Lewie Steinberg, Original Booker T. & the M.G.’s Bassist, Dead at 82
Lewis “Lewie” Steinberg, Booker T. & the M.G.’s original bassist who played on the soul group’s classic 1962 instrumental “Green Onions,” died Thursday following a battle with cancer, Memphis’ Commercial Appeal reports. He was 82. The Stax Museum confirmed Steinberg’s death.
Steinberg served as the bassist in Booker T. & the M.G.’s alongside keyboardist Booker T. Jones, guitarist Steve Cropper and drummer Al Jackson from 1962 to 1965, appearing on a pair of LPs with the group, 1962’s Green Onions and 1965’s Soul Dressing. Since that group also served as Stax Records’ house band, Steinberg’s bass can be heard on albums like Otis Redding’s Pain in My Heart.
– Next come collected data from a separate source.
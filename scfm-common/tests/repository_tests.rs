//! Repository contract tests
//!
//! The same checks run against the in-memory and SQLite adapters.

use std::sync::Arc;

use chrono::Duration;
use scfm_common::assets::AssetRef;
use scfm_common::auth::new_credentials;
use scfm_common::db::{connect_in_memory, init_database};
use scfm_common::models::{
    Artist, ArtistRole, NewArtist, PaymentDetails, Release, ReleaseArtist, ReleaseDraft,
    ReleaseStatus, Role, RoyaltySplit, Ticket, TicketStatus, User,
};
use scfm_common::repository::{MemoryRepository, SqliteRepository};
use scfm_common::time::now;
use scfm_common::validation::{validate_release, AssetResolution, ResolvedAssets};
use scfm_common::{Error, Repository};
use tempfile::TempDir;
use uuid::Uuid;

// ========================================
// Fixtures
// ========================================

fn draft(title: &str) -> ReleaseDraft {
    ReleaseDraft {
        song_title: title.to_string(),
        genre: "Synthwave".to_string(),
        release_date: "2024-06-01".to_string(),
        artists: vec![
            ReleaseArtist {
                name: "Ava".to_string(),
                role: ArtistRole::MainArtist,
                bio: String::new(),
            },
            ReleaseArtist {
                name: "Bo".to_string(),
                role: ArtistRole::FeaturedArtist,
                bio: "Guest vocals".to_string(),
            },
        ],
        contact_email: "ava@example.com".to_string(),
        support_phone: Some("+1 555 010 2030".to_string()),
        pitchfork_score: Some("8.1".to_string()),
        copyright_year: "2024".to_string(),
        copyright_holder: "Ava".to_string(),
        publishing_year: "2024".to_string(),
        publishing_holder: "Ava Publishing".to_string(),
        selected_services: vec!["spotify".to_string(), "tidal".to_string()],
        royalty_splits: vec![
            RoyaltySplit {
                collaborator_name: "Ava".to_string(),
                role: "Artist".to_string(),
                share: 70.0,
            },
            RoyaltySplit {
                collaborator_name: "Bo".to_string(),
                role: "Featured".to_string(),
                share: 30.0,
            },
        ],
        audio_file: Some("a.wav".to_string()),
        artwork: Some("b.png".to_string()),
        promo_text: Some("Late-night synth drive.".to_string()),
    }
}

fn release_for(user_id: Uuid, title: &str) -> Release {
    let assets = ResolvedAssets {
        audio: AssetResolution::Found(AssetRef {
            key: format!("{}.wav", Uuid::new_v4()),
            content_type: "audio/wav".to_string(),
            size_bytes: 2048,
        }),
        artwork: AssetResolution::Found(AssetRef {
            key: format!("{}.png", Uuid::new_v4()),
            content_type: "image/png".to_string(),
            size_bytes: 512,
        }),
    };
    let validated = validate_release(&draft(title), assets).unwrap();
    Release::submit(user_id, validated, now())
}

async fn seeded_user(repo: &dyn Repository, name: &str, role: Role) -> User {
    let user = User::new(
        name.to_string(),
        format!("{}@example.com", name.to_lowercase()),
        role,
        now(),
    );
    repo.create_user(&user, &new_credentials("secret1")).await.unwrap();
    user
}

async fn adapters() -> Vec<(&'static str, Arc<dyn Repository>, Option<TempDir>)> {
    let temp = TempDir::new().unwrap();
    let pool = init_database(&temp.path().join("scfm.db")).await.unwrap();
    vec![
        ("memory", Arc::new(MemoryRepository::new()) as Arc<dyn Repository>, None),
        ("sqlite", Arc::new(SqliteRepository::new(pool)) as Arc<dyn Repository>, Some(temp)),
    ]
}

// ========================================
// Users and sessions
// ========================================

#[tokio::test]
async fn test_user_round_trip_and_unique_email() {
    for (name, repo, _guard) in adapters().await {
        let ava = seeded_user(repo.as_ref(), "Ava", Role::Artist).await;

        let found = repo.find_user_by_email("ava@example.com").await.unwrap();
        assert_eq!(found.as_ref().map(|u| u.id), Some(ava.id), "{name}");
        let creds = repo.find_credentials(ava.id).await.unwrap().unwrap();
        assert!(scfm_common::auth::verify_password("secret1", &creds), "{name}");

        let twin = User::new("Twin".to_string(), "ava@example.com".to_string(), Role::Artist, now());
        let err = repo.create_user(&twin, &new_credentials("x")).await.unwrap_err();
        assert!(matches!(err, Error::Conflict(_)), "{name}: {err:?}");

        let mut banned = ava.clone();
        banned.is_banned = true;
        banned.role = Role::Admin;
        repo.update_user(&banned).await.unwrap();
        let stored = repo.find_user(ava.id).await.unwrap().unwrap();
        assert!(stored.is_banned, "{name}");
        assert_eq!(stored.role, Role::Admin, "{name}");
        assert_eq!(repo.list_users().await.unwrap().len(), 1, "{name}");
    }
}

#[tokio::test]
async fn test_update_unknown_user_is_not_found() {
    for (name, repo, _guard) in adapters().await {
        let ghost = User::new("Ghost".to_string(), "ghost@example.com".to_string(), Role::Artist, now());
        let err = repo.update_user(&ghost).await.unwrap_err();
        assert!(matches!(err, Error::NotFound(_)), "{name}: {err:?}");
    }
}

#[tokio::test]
async fn test_sessions() {
    for (name, repo, _guard) in adapters().await {
        let ava = seeded_user(repo.as_ref(), "Ava", Role::Artist).await;
        repo.create_session("t1", ava.id, now()).await.unwrap();
        repo.create_session("t2", ava.id, now()).await.unwrap();

        assert_eq!(repo.find_session("t1").await.unwrap(), Some(ava.id), "{name}");
        repo.delete_session("t1").await.unwrap();
        assert_eq!(repo.find_session("t1").await.unwrap(), None, "{name}");

        assert_eq!(repo.delete_sessions_for_user(ava.id).await.unwrap(), 1, "{name}");
        assert_eq!(repo.find_session("t2").await.unwrap(), None, "{name}");
    }
}

// ========================================
// Artists
// ========================================

#[tokio::test]
async fn test_artist_limit_enforced() {
    for (name, repo, _guard) in adapters().await {
        let ava = seeded_user(repo.as_ref(), "Ava", Role::Artist).await;
        for i in 0..3 {
            let artist = Artist::new(
                ava.id,
                NewArtist {
                    name: format!("Alias {i}"),
                    ..Default::default()
                },
                now() + Duration::milliseconds(i),
            );
            repo.create_artist(&artist, 3).await.unwrap();
        }

        let fourth = Artist::new(
            ava.id,
            NewArtist {
                name: "Alias 4".to_string(),
                ..Default::default()
            },
            now(),
        );
        let err = repo.create_artist(&fourth, 3).await.unwrap_err();
        assert!(matches!(err, Error::Conflict(_)), "{name}: {err:?}");

        let listed = repo.list_artists(ava.id).await.unwrap();
        assert_eq!(listed.len(), 3, "{name}");
        assert_eq!(listed[0].name, "Alias 0", "{name}");

        assert!(repo.delete_artist(listed[0].id).await.unwrap(), "{name}");
        assert!(!repo.delete_artist(listed[0].id).await.unwrap(), "{name}");
        repo.create_artist(&fourth, 3).await.unwrap();
    }
}

// ========================================
// Releases
// ========================================

#[tokio::test]
async fn test_release_round_trip() {
    for (name, repo, _guard) in adapters().await {
        let ava = seeded_user(repo.as_ref(), "Ava", Role::Artist).await;
        let release = release_for(ava.id, "Night Drive");
        repo.create_release(&release).await.unwrap();

        let stored = repo.find_release(release.id).await.unwrap().unwrap();
        assert_eq!(stored, release, "{name}");
        assert_eq!(stored.artist_name, "Ava feat. Bo", "{name}");
        assert_eq!(stored.pitchfork_score, Some(8.1), "{name}");
    }
}

#[tokio::test]
async fn test_release_compare_and_swap() {
    for (name, repo, _guard) in adapters().await {
        let ava = seeded_user(repo.as_ref(), "Ava", Role::Artist).await;
        let release = release_for(ava.id, "Night Drive");
        repo.create_release(&release).await.unwrap();

        let mut approved = release.clone();
        approved.approve(None, now()).unwrap();
        approved.update_financials(1_200, 4.8, now()).unwrap();
        assert_eq!(repo.update_release(&approved).await.unwrap(), 1, "{name}");

        let mut stale = release.clone();
        stale.reject(None, now()).unwrap();
        let err = repo.update_release(&stale).await.unwrap_err();
        assert!(matches!(err, Error::Conflict(_)), "{name}: {err:?}");

        let stored = repo.find_release(release.id).await.unwrap().unwrap();
        assert_eq!(stored.status, ReleaseStatus::Approved, "{name}");
        assert_eq!(stored.streams, 1_200, "{name}");
        assert_eq!(stored.version, 1, "{name}");
        assert_eq!(stored.status_history.len(), 3, "{name}");
    }
}

#[tokio::test]
async fn test_release_streams_must_fit_storage() {
    for (name, repo, _guard) in adapters().await {
        let ava = seeded_user(repo.as_ref(), "Ava", Role::Artist).await;

        let mut oversized = release_for(ava.id, "Night Drive");
        oversized.streams = u64::MAX;
        let err = repo.create_release(&oversized).await.unwrap_err();
        assert!(matches!(err, Error::InvalidInput(_)), "{name}: {err:?}");
        assert!(repo.find_release(oversized.id).await.unwrap().is_none(), "{name}");

        let release = release_for(ava.id, "Night Drive");
        repo.create_release(&release).await.unwrap();
        let mut grown = release.clone();
        grown.streams = i64::MAX as u64 + 1;
        let err = repo.update_release(&grown).await.unwrap_err();
        assert!(matches!(err, Error::InvalidInput(_)), "{name}: {err:?}");

        let stored = repo.find_release(release.id).await.unwrap().unwrap();
        assert_eq!(stored.streams, 0, "{name}");
        assert_eq!(stored.version, 0, "{name}");

        let mut largest = release.clone();
        largest.streams = i64::MAX as u64;
        repo.update_release(&largest).await.unwrap();
        let stored = repo.find_release(release.id).await.unwrap().unwrap();
        assert_eq!(stored.streams, i64::MAX as u64, "{name}");
    }
}

#[tokio::test]
async fn test_update_missing_release_is_not_found() {
    for (name, repo, _guard) in adapters().await {
        let release = release_for(Uuid::new_v4(), "Ghost");
        let err = repo.update_release(&release).await.unwrap_err();
        assert!(matches!(err, Error::NotFound(_)), "{name}: {err:?}");
    }
}

#[tokio::test]
async fn test_list_releases_filters_by_owner() {
    for (name, repo, _guard) in adapters().await {
        let ava = seeded_user(repo.as_ref(), "Ava", Role::Artist).await;
        let bo = seeded_user(repo.as_ref(), "Bo", Role::Artist).await;
        let mut first = release_for(ava.id, "First");
        first.submission_date = now() - Duration::minutes(5);
        repo.create_release(&first).await.unwrap();
        repo.create_release(&release_for(ava.id, "Second")).await.unwrap();
        repo.create_release(&release_for(bo.id, "Other")).await.unwrap();

        let mine = repo.list_releases(Some(ava.id)).await.unwrap();
        assert_eq!(mine.len(), 2, "{name}");
        assert_eq!(mine[0].song_title, "Second", "{name}");
        assert_eq!(repo.list_releases(None).await.unwrap().len(), 3, "{name}");
    }
}

// ========================================
// Tickets
// ========================================

#[tokio::test]
async fn test_ticket_round_trip_and_cas() {
    for (name, repo, _guard) in adapters().await {
        let ava = seeded_user(repo.as_ref(), "Ava", Role::Artist).await;
        let support = seeded_user(repo.as_ref(), "Support", Role::Admin).await;
        let ticket = Ticket::open(&ava, &ava, "Missing payout", "Financial / Royalties", "Where is it?", now())
            .unwrap();
        repo.create_ticket(&ticket).await.unwrap();

        let mut replied = ticket.clone();
        replied.reply(&support, "Sent today.", now()).unwrap();
        assert_eq!(repo.update_ticket(&replied).await.unwrap(), 1, "{name}");

        let stored = repo.find_ticket(ticket.id).await.unwrap().unwrap();
        assert_eq!(stored.status, TicketStatus::Resolved, "{name}");
        assert_eq!(stored.messages.len(), 2, "{name}");
        assert!(!stored.read_by_artist, "{name}");

        let err = repo.update_ticket(&replied).await.unwrap_err();
        assert!(matches!(err, Error::Conflict(_)), "{name}: {err:?}");

        assert_eq!(repo.list_tickets(Some(ava.id)).await.unwrap().len(), 1, "{name}");
        assert!(repo.list_tickets(Some(support.id)).await.unwrap().is_empty(), "{name}");
        assert_eq!(repo.list_tickets(None).await.unwrap().len(), 1, "{name}");
    }
}

// ========================================
// Drafts and payment details
// ========================================

#[tokio::test]
async fn test_draft_save_load_clear() {
    for (name, repo, _guard) in adapters().await {
        let ava = seeded_user(repo.as_ref(), "Ava", Role::Artist).await;
        assert_eq!(repo.load_draft(ava.id).await.unwrap(), None, "{name}");

        let mut partial = ReleaseDraft {
            song_title: "Half done".to_string(),
            ..Default::default()
        };
        repo.save_draft(ava.id, &partial, now()).await.unwrap();
        partial.genre = "Pop".to_string();
        repo.save_draft(ava.id, &partial, now()).await.unwrap();

        assert_eq!(repo.load_draft(ava.id).await.unwrap(), Some(partial), "{name}");
        assert!(repo.clear_draft(ava.id).await.unwrap(), "{name}");
        assert!(!repo.clear_draft(ava.id).await.unwrap(), "{name}");
    }
}

#[tokio::test]
async fn test_payment_details_upsert() {
    for (name, repo, _guard) in adapters().await {
        let ava = seeded_user(repo.as_ref(), "Ava", Role::Artist).await;
        let mut details = PaymentDetails {
            paypal_email: "pay@ava.example".to_string(),
            city: "Lisbon".to_string(),
            ..Default::default()
        };
        repo.save_payment_details(ava.id, &details).await.unwrap();
        details.country = "Portugal".to_string();
        repo.save_payment_details(ava.id, &details).await.unwrap();

        assert_eq!(repo.load_payment_details(ava.id).await.unwrap(), Some(details), "{name}");
    }
}

#[tokio::test]
async fn test_in_memory_sqlite_pool() {
    let repo = SqliteRepository::new(connect_in_memory().await.unwrap());
    let ava = seeded_user(&repo, "Ava", Role::Artist).await;
    assert_eq!(repo.find_user(ava.id).await.unwrap().map(|u| u.name), Some("Ava".to_string()));
}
“Green Onions” resulted from an hour-long jam session the group had prior to laying down a jingle. “I said, ‘Shit, this is the best damn instrumental I’ve heard since I don’t know when,’ ” guitarist Cropper later recalled. The track was named to Rolling Stone‘s list of the 500 Greatest Songs of All Time and inducted into the Grammy Hall of Fame.
Steinberg is also listed as a songwriter on “Green Onions,” even though his more famous successor in Booker T. & the M.G.’s, Donald “Duck” Dunn, was often mistakenly attributed to the track. As Steinberg’s niece Diane Lewis told the Commercial Appeal, “I saw Paul Shaffer at the Rock and Roll Hall of Fame (this year) and he talked about Lewie. He said, ‘I want you to know that Duck Dunn always made sure everyone knew that Lewie Steinberg was the one who played on Green Onions.'” Dunn died in 2012.
In an apocryphal anecdote, it was Steinberg who suggested that “Green Onions” be titled “Funky Onions,” but Stax founder Estelle Axton considered title “too out there”, Lewis said. Jones instead opted for “Green Onions,” as he once admitted in an interview, “Because that is the nastiest thing I can think of and it’s something you throw away.”
Steinberg, along with the rest of Booker T. and the M.G.’s, were enshrined into the Rock and Roll Hall of Fame in 1992. He and his former band mates were also inducted into the Memphis Hall of Fame and received a Grammy Lifetime Achievement Award in 2007.